A Primeira Camisa Preta da História do Campeonato do Mundo: Itália 1938
A primeira vez que uma seleção nacional disputou um jogo do Campeonato do Mundo de camisa preta, fê-lo pelas razões erradas. A referência é a Itália no Campeonato do Mundo de 1938 realizado em França. Para o jogo dos quartores-de-final frente à França, a Itália era formalmente a equipa visitante e por isso deveria ter vestido uma camisola branca. Em vez disso, de acordo com a versão mais amplamente aceita da história, Benito Mussolini ordenou que a seleção nacional jogasse com camisas pretas, a cor associada ao Fascismo e à Milícia Voluntária para a Segurança Nacional.

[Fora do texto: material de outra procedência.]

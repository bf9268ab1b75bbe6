use std::{
    fs,
    path::{Path, PathBuf},
};

use anyhow::{Context, Result, anyhow};
use tracing::debug;

use crate::ocr::{Ocr, OcrResult};

/// Image extensions a transcript can belong to
pub const IMAGE_EXTENSIONS: [&str; 3] = ["png", "jpg", "jpeg"];

/// Extension of transcript files
pub const TRANSCRIPT_EXTENSION: &str = "txt";

/// OCR backed by transcripts recognized ahead of time
///
/// The transcript of `slip.png` is `slip.txt`, looked up in the transcript
/// directory when one is set, next to the image otherwise. A `.txt` path is
/// read as is.
pub struct TranscriptOcr {
    transcript_dir: Option<PathBuf>,
}

impl TranscriptOcr {
    /// Create a transcript reader
    ///
    /// # Arguments
    ///
    /// * `transcript_dir` - directory holding the transcripts
    pub fn new(transcript_dir: Option<PathBuf>) -> Self {
        Self { transcript_dir }
    }

    /// Transcript path of an image
    ///
    /// # Arguments
    ///
    /// * `image` - path of the image
    pub fn transcript_path(&self, image: &Path) -> Result<PathBuf> {
        let extension = image
            .extension()
            .and_then(|e| e.to_str())
            .map(str::to_lowercase)
            .unwrap_or_default();
        if extension == TRANSCRIPT_EXTENSION {
            return Ok(image.to_path_buf());
        }
        if !IMAGE_EXTENSIONS.contains(&extension.as_str()) {
            return Err(anyhow!("unsupported file type: {}", image.display()));
        }

        let file_name = image
            .with_extension(TRANSCRIPT_EXTENSION)
            .file_name()
            .map(PathBuf::from)
            .context("image path has no file name")?;
        Ok(match &self.transcript_dir {
            Some(dir) => dir.join(file_name),
            None => image.with_extension(TRANSCRIPT_EXTENSION),
        })
    }
}

impl Ocr for TranscriptOcr {
    /// Read the transcript of an image
    ///
    /// # Arguments
    ///
    /// * `image` - path of the image
    fn recognize(&self, image: &Path) -> Result<OcrResult> {
        let path = self.transcript_path(image)?;
        let bytes = fs::read(&path)
            .with_context(|| format!("failed to read transcript {}", path.display()))?;
        let text = String::from_utf8_lossy(&bytes).into_owned();
        debug!("read transcript {} ({} bytes)", path.display(), bytes.len());
        Ok(OcrResult {
            text,
            confidence: 1.0,
        })
    }
}

#[cfg(test)]
mod tests {
    use super::*;

    #[test]
    fn test_recognize_next_to_image() {
        let dir = tempfile::tempdir().unwrap();
        fs::write(dir.path().join("slip.txt"), "3 leg Parlay\n").unwrap();

        let ocr = TranscriptOcr::new(None);
        let result = ocr.recognize(&dir.path().join("slip.PNG")).unwrap();
        assert_eq!(result.text, "3 leg Parlay\n");
        assert_eq!(result.confidence, 1.0);

        let result = ocr.recognize(&dir.path().join("slip.txt")).unwrap();
        assert_eq!(result.text, "3 leg Parlay\n");
    }

    #[test]
    fn test_recognize_in_transcript_dir() {
        let images = tempfile::tempdir().unwrap();
        let transcripts = tempfile::tempdir().unwrap();
        fs::write(transcripts.path().join("slip.txt"), "MONEYLINE").unwrap();

        let ocr = TranscriptOcr::new(Some(transcripts.path().to_path_buf()));
        let result = ocr.recognize(&images.path().join("slip.jpg")).unwrap();
        assert_eq!(result.text, "MONEYLINE");
    }

    #[test]
    fn test_recognize_missing_or_unsupported() {
        let dir = tempfile::tempdir().unwrap();
        let ocr = TranscriptOcr::new(None);
        assert!(ocr.recognize(&dir.path().join("missing.png")).is_err());
        assert!(ocr.recognize(&dir.path().join("slip.gif")).is_err());
    }
}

Depois desse jogo, demoraria até 2010 para ver uma seleção nacional jogar um jogo do Campeonato do Mundo de novo com um kit totalmente preto. A equipa que mais se aproximou foi a Costa Rica, que no Italia '90 usava uma camisola marcante da Lotto com listras verticais preto-e-branco. Caso contrário, o preto continuou a ser uma cor que apareceu frequentemente ao longo da história do Campeonato do Mundo, mas principalmente em duas categorias específicas: árbitros e guarda-redes. Percorrendo os arquivos, é possível encontrar exemplos de fornecedores de kits que produzem camisas pretas ao longo dos anos, como o design da Kappa para a África do Sul em 1998 ou a Nike para a Bélgica em 2002, mas essas camisas nunca foram realmente usadas em campo durante os respectivos torneios do Campeonato do Mundo.

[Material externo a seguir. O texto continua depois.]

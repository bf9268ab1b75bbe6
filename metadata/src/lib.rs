use lazy_static::lazy_static;

mod sportsbook_info;

pub use sportsbook_info::{Sportsbook, SportsbookInfo};

lazy_static! {
    /// Built-in sportsbook catalog
    pub static ref SPORTSBOOK_INFO: SportsbookInfo =
        SportsbookInfo::new().expect("built-in sportsbook catalog is invalid");
}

Da África do Sul 2010 à Mainstream dos Kits Pretos
Como mencionado, a edição que marcou um ponto de viragem foi a África do Sul 2010, quando a adidas produziu dois kits black away de grande impacto: um para o México e outro para a Alemanha. Além disso, a Nova Zelândia também participou nesse Campeonato do Mundo e, ecoando a estética dos All Blacks do rugby, usou um kit Nike completamente preto na sua última partida da fase de grupos contra o Paraguai. Era o ponto sem volta: a partir daí, os kits pretos passaram a ser totalmente aceites. Enquanto apenas duas equipas chegaram com um kit preto em 2014 (Espanha e Alemanha) e 2018 (Argentina e Croácia), o cenário mudou drasticamente a partir do Qatar 2022, com cinco kits totalmente pretos aparecendo no torneio.

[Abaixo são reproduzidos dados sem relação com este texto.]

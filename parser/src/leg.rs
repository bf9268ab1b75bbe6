use std::collections::HashSet;

use common::{collapse_whitespace, contains_any, strip_leading, truncate_at};
use lazy_static::lazy_static;
use regex::Regex;
use tracing::debug;

use crate::{
    classify::{BetType, LayoutMode},
    phrase::{canonical_inline_detail, match_detail, matching_rule, mentions_stat},
    record::{GameGroup, Leg, PARLAY_GROUP},
    review::ReviewNote,
};

/// Keywords of summary and header lines
const NOISE_KEYWORDS: [&str; 4] = ["TOTAL", "SAME GAME PARLAY", "INCLUDES:", "SELECTIONS"];

/// Keywords that can never be part of a player name
const SUMMARY_KEYWORDS: [&str; 6] = ["TOTAL", "WAGER", "PAYOUT", "PARLAY", "SELECTIONS", "INCLUDES"];

/// Characters OCR produces for icons and separators, a name ends before them
const NAME_STOPS: [char; 8] = ['"', '\u{201C}', '\u{201D}', '/', '\\', '|', '$', '`'];

lazy_static! {
    /// Marker of an inline flat-list leg, "JOSH ALLEN - ALT PASSING YDS 250+"
    static ref INLINE_ALT: Regex = Regex::new(r"(?i) - ALT ").expect("invalid pattern");
    static ref TIME_MARKER: Regex = Regex::new(r"(?i)\b(?:ET|PM|AM)\b|\d{1,2}:\d{2}").expect("invalid pattern");
    static ref MATCHUP_MARKER: Regex = Regex::new(r"(?i)@|\bVS?\b\.?").expect("invalid pattern");
    static ref ODDS_LINE: Regex = Regex::new(r"^[+\-\u{2212}]\d+$").expect("invalid pattern");
    static ref SCORE_ROW: Regex = Regex::new(r"^\d+(?:\s+\d+){4}$").expect("invalid pattern");
    static ref LEADING_NAME_NOISE: Regex =
        Regex::new(r"^(?:[^\p{L}\p{N}]+|[iIlO0G] +|\d+[.)]? +)+").expect("invalid pattern");
    static ref TRAILING_ODDS: Regex = Regex::new(r"\s*([+\-\u{2212}]\d+)\s*$").expect("invalid pattern");
}

/// Kind of a noise line
#[derive(Debug, Clone, Copy, PartialEq, Eq)]
pub enum NoiseKind {
    Summary,  // totals and section headers
    Odds,     // a bare odds token
    ScoreRow, // five integers, a box score
}

/// Classification of a line during the scan
#[derive(Debug, Clone, Copy, PartialEq, Eq)]
pub enum LineKind {
    GameHeader,
    Noise(NoiseKind),
    Candidate,
}

/// Whether the line carries a time of day
fn has_time_marker(line: &str) -> bool {
    TIME_MARKER.is_match(line)
}

/// Classify a line
///
/// # Arguments
///
/// * `line` - trimmed line
pub fn classify_line(line: &str) -> LineKind {
    if line.contains('@') && has_time_marker(line) && match_detail(line).is_none() {
        return LineKind::GameHeader;
    }
    let upper = line.to_uppercase();
    if contains_any(&upper, &NOISE_KEYWORDS) {
        return LineKind::Noise(NoiseKind::Summary);
    }
    if ODDS_LINE.is_match(line) {
        return LineKind::Noise(NoiseKind::Odds);
    }
    if SCORE_ROW.is_match(line) {
        return LineKind::Noise(NoiseKind::ScoreRow);
    }
    LineKind::Candidate
}

/// Whether the line names a matchup with a start time
fn is_matchup(line: &str) -> bool {
    MATCHUP_MARKER.is_match(line) && has_time_marker(line)
}

/// Cleaned position line
#[derive(Debug, Clone, PartialEq, Eq)]
pub struct Position {
    pub name: String,
    pub odds: Option<String>,
}

/// Clean a position line into a player or subject name
///
/// Strips leading icons and list numbers, cuts at stray quote, slash and
/// currency characters, and moves a trailing odds token into `odds`.
///
/// # Arguments
///
/// * `line` - position line as read by OCR
pub fn clean_position(line: &str) -> Position {
    let line = LEADING_NAME_NOISE.replace(line.trim(), "");
    let line = truncate_at(&line, &NAME_STOPS).trim().to_string();

    let (end, odds) = match TRAILING_ODDS.captures(&line) {
        Some(captures) => (
            captures.get(0).map_or(line.len(), |m| m.start()),
            Some(captures[1].replace('\u{2212}', "-")),
        ),
        None => (line.len(), None),
    };

    let name = line[..end].trim_end_matches(|c: char| !(c.is_alphanumeric() || c == '.'));
    let name = strip_leading(name, |c| !c.is_alphanumeric());
    Position {
        name: collapse_whitespace(name),
        odds,
    }
}

/// Why a position line was not accepted
#[derive(Debug, Clone, Copy, PartialEq, Eq)]
enum Rejection {
    Empty,
    GameHeader,
    Summary,
    UpperCaseHeader,
}

/// Result of the leg scan
#[derive(Debug, Clone, Default)]
pub struct LegScan {
    pub legs: Vec<Leg>,
    pub review: Vec<ReviewNote>,
}

/// Line-pair leg scanner
///
/// Walks the lines once with a cursor; a consumed or skipped line is never
/// revisited.
pub struct LegParser<'a> {
    lines: &'a [String],
    cursor: usize,
    current_game: Option<String>,
    mixed_case: bool,
    legs: Vec<Leg>,
    review: Vec<ReviewNote>,
}

impl<'a> LegParser<'a> {
    /// Create a scanner over normalized lines
    ///
    /// # Arguments
    ///
    /// * `lines` - trimmed non-empty lines
    pub fn new(lines: &'a [String]) -> Self {
        // Slips rendered in mixed case print section headers in capitals,
        // so an all-capital name is only suspicious there
        let lettered: Vec<&String> = lines
            .iter()
            .filter(|line| line.chars().any(|c| c.is_alphabetic()))
            .collect();
        let lower = lettered
            .iter()
            .filter(|line| line.chars().any(|c| c.is_lowercase()))
            .count();
        let mixed_case = lower > 0 && lower * 2 >= lettered.len();
        Self {
            lines,
            cursor: 0,
            current_game: None,
            mixed_case,
            legs: vec![],
            review: vec![],
        }
    }

    /// Scan the lines for legs
    ///
    /// # Arguments
    ///
    /// * `bet_type` - classified bet type, selects the layout
    pub fn parse(mut self, bet_type: BetType) -> LegScan {
        let mode = bet_type.layout();
        debug!("scanning {} lines for legs, layout {:?}", self.lines.len(), mode);
        match mode {
            LayoutMode::Single => self.parse_single(bet_type),
            LayoutMode::Flat | LayoutMode::Grouped => {
                while self.cursor < self.lines.len() {
                    self.cursor += self.step(mode);
                }
            }
        }
        debug!("scan found {} legs", self.legs.len());
        LegScan {
            legs: self.legs,
            review: self.review,
        }
    }

    /// Handle the line under the cursor, returning how many lines it consumed
    fn step(&mut self, mode: LayoutMode) -> usize {
        let lines = self.lines;
        let line = &lines[self.cursor];
        match classify_line(line) {
            LineKind::GameHeader => {
                debug!("line {}: game header '{}'", self.cursor + 1, line);
                self.current_game = Some(collapse_whitespace(line));
                1
            }
            LineKind::Noise(kind) => {
                debug!("line {}: {:?} noise '{}'", self.cursor + 1, kind, line);
                1
            }
            LineKind::Candidate => {
                if mode == LayoutMode::Flat && INLINE_ALT.is_match(line) {
                    self.inline_leg(line);
                    return 1;
                }
                self.pair(line)
            }
        }
    }

    /// Emit a leg written on one line, "NAME - ALT ..."
    fn inline_leg(&mut self, line: &str) {
        let Some(marker) = INLINE_ALT.find(line) else {
            return;
        };
        let position_line = &line[..marker.start()];
        // Detail starts at "ALT", after " - "
        let detail = canonical_inline_detail(&line[marker.start() + 3..]);
        match self.accept_position(position_line) {
            Ok(position) => {
                debug!("line {}: inline leg '{}'", self.cursor + 1, position.name);
                self.emit(position, detail);
            }
            Err(rejection) => self.note_rejection(line, rejection),
        }
    }

    /// Try the current line as position and the next one as detail
    fn pair(&mut self, line: &str) -> usize {
        let lines = self.lines;
        let Some(next) = lines.get(self.cursor + 1) else {
            return 1;
        };
        let Some(detail) = match_detail(next) else {
            if mentions_stat(next)
                && classify_line(next) == LineKind::Candidate
                && !INLINE_ALT.is_match(next)
            {
                self.review.push(ReviewNote::UnrecognizedDetail {
                    line: self.cursor + 2,
                    text: next.clone(),
                });
            }
            return 1;
        };

        match self.accept_position(line) {
            Ok(position) => {
                debug!(
                    "line {}: leg '{}' / '{}' ({})",
                    self.cursor + 1,
                    position.name,
                    detail,
                    matching_rule(next).unwrap_or("-")
                );
                if match_detail(line).is_some() {
                    self.review.push(ReviewNote::AmbiguousPosition {
                        line: self.cursor + 1,
                        text: line.to_string(),
                    });
                }
                self.emit(position, detail);
                2
            }
            Err(rejection) => {
                self.note_rejection(line, rejection);
                1
            }
        }
    }

    /// Clean and validate a position line
    fn accept_position(&self, line: &str) -> Result<Position, Rejection> {
        let position = clean_position(line);
        let name = &position.name;
        if name.is_empty() {
            return Err(Rejection::Empty);
        }
        if name.contains('@') {
            return Err(Rejection::GameHeader);
        }
        if contains_any(&name.to_uppercase(), &SUMMARY_KEYWORDS) {
            return Err(Rejection::Summary);
        }
        let letters = name.chars().filter(|c| c.is_alphabetic()).count();
        if self.mixed_case && letters > 1 && !name.chars().any(|c| c.is_lowercase()) {
            return Err(Rejection::UpperCaseHeader);
        }
        Ok(position)
    }

    fn note_rejection(&mut self, line: &str, rejection: Rejection) {
        debug!("line {}: position rejected ({:?}) '{}'", self.cursor + 1, rejection, line);
        if rejection == Rejection::UpperCaseHeader {
            self.review.push(ReviewNote::RejectedPosition {
                line: self.cursor + 1,
                text: line.to_string(),
            });
        }
    }

    fn emit(&mut self, position: Position, detail: String) {
        let mut leg = Leg::new(position.name, detail, self.current_game.clone());
        leg.odds = position.odds;
        self.legs.push(leg);
    }

    /// Straight and moneyline slips: one subject and its matchup
    fn parse_single(&mut self, bet_type: BetType) {
        let lines = self.lines;
        if lines.is_empty() {
            return;
        }
        let marker = lines
            .iter()
            .position(|line| line.to_uppercase().contains("MONEYLINE"));
        let subject_index = match marker {
            Some(index) if index > 0 => index - 1,
            _ => 0,
        };

        let subject_line = &lines[subject_index];
        let mut position = clean_position(subject_line);
        if position.name.is_empty() {
            position.name = collapse_whitespace(subject_line);
        }

        let rest = &lines[subject_index + 1..];
        let detail = rest
            .iter()
            .find(|line| is_matchup(line))
            .map(|line| collapse_whitespace(line))
            .unwrap_or_default();
        if position.odds.is_none() {
            position.odds = rest
                .iter()
                .find(|line| ODDS_LINE.is_match(line))
                .map(|line| line.replace('\u{2212}', "-"));
        }

        if bet_type == BetType::Moneyline {
            position.name = format!("MONEYLINE: {}", position.name);
        }
        debug!("single leg '{}' / '{}'", position.name, detail);

        let mut leg = Leg::new(position.name, detail, None);
        leg.odds = position.odds;
        self.legs.push(leg);
    }
}

/// Drop repeated legs, keeping the first occurrence
///
/// Legs are equal when position and detail are equal.
///
/// # Arguments
///
/// * `legs` - legs in scan order
pub fn dedup_legs(legs: Vec<Leg>) -> Vec<Leg> {
    let mut seen = HashSet::new();
    legs.into_iter()
        .filter(|leg| seen.insert((leg.position.clone(), leg.detail.clone())))
        .collect()
}

/// Group legs by game in first-seen order
///
/// Single-subject slips get one unlabelled group; a leg without a game label
/// goes to the synthetic "Parlay" group.
///
/// # Arguments
///
/// * `legs` - deduplicated legs
/// * `mode` - layout the legs were parsed with
pub fn group_legs(legs: Vec<Leg>, mode: LayoutMode) -> Vec<GameGroup> {
    if legs.is_empty() {
        return vec![];
    }
    if mode == LayoutMode::Single {
        return vec![GameGroup {
            game_label: None,
            legs,
        }];
    }

    let mut games: Vec<GameGroup> = vec![];
    for leg in legs {
        let label = leg
            .game_label
            .clone()
            .unwrap_or_else(|| PARLAY_GROUP.to_string());
        match games
            .iter_mut()
            .find(|game| game.game_label.as_deref() == Some(label.as_str()))
        {
            Some(game) => game.legs.push(leg),
            None => games.push(GameGroup {
                game_label: Some(label),
                legs: vec![leg],
            }),
        }
    }
    games
}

As Sete Seleções Nacionais Vestindo Preto no Campeonato do Mundo de 2026
No Mundial de 2026, sete seleções nacionais podem contar com um kit totalmente preto. Além da Noruega, a Nike também produziu uma camisola preta para o Canadá, enquanto a PUMA criou (sem surpresas) camisas pretas tanto para a Nova Zelândia como para o Paraguai, embora neste último caso tenha adicionado um gradiente azul. a adidas optou pelo preto com a terceira camisola do México, a mesma escolha de cor adotada pela Kappa para a Tunísia. A completar a lista estão Jako para o Iraque e Kelme para a Jordânia.